Key industries need to improve security posture as information technology and operational technology converge

SAN JOSE, CA–(Marketwired – Jul 20, 2017) – The Cisco® (NASDAQ: CSCO) 2017 Midyear Cybersecurity Report (MCR) uncovers the rapid evolution of threats and the increasing magnitude of attacks, and forecasts potential “destruction of service” (DeOS) attacks. These could eliminate organizations' backups and safety nets, required to restore systems and data after an attack. Also, with the advent of the Internet of Things (IoT), key industries are bringing more operations online, increasing attack surfaces and the potential scale and impact of these threats.

Recent cyber incidents such as WannaCry and Nyetya show the rapid spread and wide impact of attacks that look like traditional ransomware, but are much more destructive. These events foreshadow what Cisco is calling destruction of service attacks, which can be far more damaging, leaving businesses with no way to recover.

The Internet of Things continues to offer new opportunities for cybercriminals, and its security weaknesses, ripe for exploitation, will play a central role in enabling these campaigns with escalating impact. Recent IoT botnet activity already suggests that some attackers may be laying the foundation for a wide-reaching, high-impact cyber-threat event that could potentially disrupt the Internet itself.

Measuring effectiveness of security practices in the face of these attacks is critical. Cisco tracks progress in reducing “time to detection” (TTD), the window of time between a compromise and the detection of a threat. Faster time to detection is critical to constrain attackers' operational space and minimize damage from intrusions. Since November 2015, Cisco decreased its median time-to-detection (TTD) from just over 39 hours to about 3.5 hours for the period from November 2016 to May 2017. This figure is based on opt-in telemetry gathered from Cisco security products deployed worldwide.

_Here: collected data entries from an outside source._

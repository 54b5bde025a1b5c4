//! Emitters for the derived wire shapes.
//!
//! Takes a validated [`Catalog`], projects every entity, and renders the
//! result as TypeScript declarations and/or JSON Schema documents. Output
//! is deterministic: files and members follow catalog declaration order and
//! nothing time-dependent is emitted.

pub mod error;
pub mod json_schema;
pub mod naming;
pub mod typescript;
pub mod writer;

use std::path::PathBuf;

use glassworks_core::shape::{project_all, Catalog};

pub use error::CodegenError;
pub use writer::{OutputWriter, WriteSummary};

// ---------------------------------------------------------------------------
// Output format
// ---------------------------------------------------------------------------

pub const FORMAT_TS: &str = "ts";
pub const FORMAT_JSON_SCHEMA: &str = "json-schema";
pub const FORMAT_ALL: &str = "all";

/// Which emitters to run.
#[derive(Debug, Clone, Copy, Default, PartialEq, Eq)]
pub enum Format {
    TypeScript,
    JsonSchema,
    #[default]
    All,
}

impl Format {
    pub fn as_str(&self) -> &'static str {
        match self {
            Self::TypeScript => FORMAT_TS,
            Self::JsonSchema => FORMAT_JSON_SCHEMA,
            Self::All => FORMAT_ALL,
        }
    }

    pub fn from_name(name: &str) -> Option<Self> {
        match name {
            FORMAT_TS => Some(Self::TypeScript),
            FORMAT_JSON_SCHEMA => Some(Self::JsonSchema),
            FORMAT_ALL => Some(Self::All),
            _ => None,
        }
    }

    pub fn typescript(&self) -> bool {
        matches!(self, Self::TypeScript | Self::All)
    }

    pub fn json_schema(&self) -> bool {
        matches!(self, Self::JsonSchema | Self::All)
    }
}

impl std::fmt::Display for Format {
    fn fmt(&self, f: &mut std::fmt::Formatter<'_>) -> std::fmt::Result {
        f.write_str(self.as_str())
    }
}

// ---------------------------------------------------------------------------
// Generation
// ---------------------------------------------------------------------------

/// A file to be written, relative to the output directory.
#[derive(Debug, Clone, PartialEq, Eq)]
pub struct GeneratedFile {
    pub path: PathBuf,
    pub contents: String,
}

impl GeneratedFile {
    pub fn new(path: impl Into<PathBuf>, contents: impl Into<String>) -> Self {
        Self {
            path: path.into(),
            contents: contents.into(),
        }
    }
}

/// Render every entity of `catalog` in `format`.
///
/// Fails on the first definition or projection error; nothing is produced
/// for a catalog that does not fully project.
pub fn generate(catalog: &Catalog, format: Format) -> Result<Vec<GeneratedFile>, CodegenError> {
    let derived = project_all(catalog)?;
    let mut files = Vec::new();

    for shapes in &derived {
        let stem = naming::file_stem(shapes.name());
        tracing::debug!(entity = shapes.name(), "Projected entity");

        if format.typescript() {
            files.push(GeneratedFile::new(
                format!("{stem}.ts"),
                typescript::render_entity(shapes),
            ));
        }
        if format.json_schema() {
            let mut doc = serde_json::to_string_pretty(&json_schema::render_entity(shapes))?;
            doc.push('\n');
            files.push(GeneratedFile::new(json_schema::file_name(shapes.name()), doc));
        }
    }

    if format.typescript() {
        files.push(GeneratedFile::new(
            format!("{}.ts", typescript::AUGMENTATIONS_MODULE),
            typescript::render_augmentations(),
        ));
        files.push(GeneratedFile::new(
            "index.ts",
            typescript::render_index(derived.iter().map(|d| d.name())),
        ));
    }

    tracing::info!(
        entities = derived.len(),
        files = files.len(),
        format = %format,
        "Rendered shapes"
    );
    Ok(files)
}

#[cfg(test)]
mod tests {
    use super::*;

    #[test]
    fn format_names_round_trip() {
        for format in [Format::TypeScript, Format::JsonSchema, Format::All] {
            assert_eq!(Format::from_name(format.as_str()), Some(format));
        }
        assert_eq!(Format::from_name("yaml"), None);
    }

    #[test]
    fn all_includes_both_emitters() {
        assert!(Format::All.typescript() && Format::All.json_schema());
        assert!(!Format::TypeScript.json_schema());
        assert!(!Format::JsonSchema.typescript());
    }
}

Threat Landscape: What's Hot and What's Not

Cisco security researchers watched the evolution of malware during the first half of 2017 and identified shifts in how adversaries are tailoring their delivery, obfuscation and evasion techniques. Specifically, Cisco saw they increasingly require victims to activate threats by clicking on links or opening files. They are developing fileless malware that lives in memory and is harder to detect or investigate as it is wiped out when a device restarts. Finally adversaries are relying on anonymized and decentralized infrastructure, such as a Tor proxy service, to obscure command and control activities.

While Cisco has seen a striking decline in exploit kits, other traditional attacks are seeing a resurgence:

  • Spam volumes are significantly increasing, as adversaries turn to other tried-and-true methods, like email, to distribute malware and generate revenue. Cisco threat researchers anticipate that the volume of spam with malicious attachments will continue to rise while the exploit kit landscape remains in flux.
  • Spyware and adware, often dismissed by security professionals as more nuisance than harm, are forms of malware that persist and bring risks to the enterprise. Cisco research sampled 300 companies over a four-month period and found that three prevalent spyware families infected 20 percent of the sample. In a corporate environment, spyware can steal user and company information, weaken the security posture of devices and increase malware infections.
  • Evolutions in ransomware, such as the growth of Ransomware-as-a-Service, make it easier for criminals, regardless of skill set, to carry out these attacks. Ransomware has been grabbing headlines and reportedly brought in more than $1 billion in 2016, but this may be misdirecting some organizations, who face an even greater, underreported threat. Business email compromise (BEC), a social engineering attack in which an email is designed to trick organizations into transferring money to attackers, is becoming highly lucrative. Between October 2013 and December 2016, $5.3 billion was stolen via BEC, according to the Internet Crime Complaint Center.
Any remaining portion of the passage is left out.